GIVEN DATA Block Start

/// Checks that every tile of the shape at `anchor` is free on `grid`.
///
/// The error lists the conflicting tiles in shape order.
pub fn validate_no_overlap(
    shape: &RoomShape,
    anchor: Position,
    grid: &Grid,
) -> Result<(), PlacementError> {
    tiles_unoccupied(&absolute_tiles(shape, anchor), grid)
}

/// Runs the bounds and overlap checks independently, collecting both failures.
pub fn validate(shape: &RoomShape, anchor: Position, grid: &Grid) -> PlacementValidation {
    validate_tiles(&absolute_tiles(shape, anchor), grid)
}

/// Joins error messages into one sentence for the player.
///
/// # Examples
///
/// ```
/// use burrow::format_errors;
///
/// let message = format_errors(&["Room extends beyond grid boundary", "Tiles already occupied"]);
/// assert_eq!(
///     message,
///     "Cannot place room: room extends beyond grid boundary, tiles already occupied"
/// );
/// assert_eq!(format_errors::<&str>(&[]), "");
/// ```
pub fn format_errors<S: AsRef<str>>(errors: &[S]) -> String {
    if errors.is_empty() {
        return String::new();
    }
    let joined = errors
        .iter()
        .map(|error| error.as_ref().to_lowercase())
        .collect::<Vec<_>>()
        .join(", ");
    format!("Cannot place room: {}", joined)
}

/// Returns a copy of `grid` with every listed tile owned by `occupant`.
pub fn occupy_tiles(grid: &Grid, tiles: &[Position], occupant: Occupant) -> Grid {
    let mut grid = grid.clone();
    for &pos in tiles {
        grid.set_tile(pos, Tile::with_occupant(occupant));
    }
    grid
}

GIVEN DATA Block End

Please copy all lines of the listing in which the string "Position" occurs.

**FINISHED TASK:**
    anchor: Position,
pub fn validate(shape: &RoomShape, anchor: Position, grid: &Grid) -> PlacementValidation {
pub fn occupy_tiles(grid: &Grid, tiles: &[Position], occupant: Occupant) -> Grid {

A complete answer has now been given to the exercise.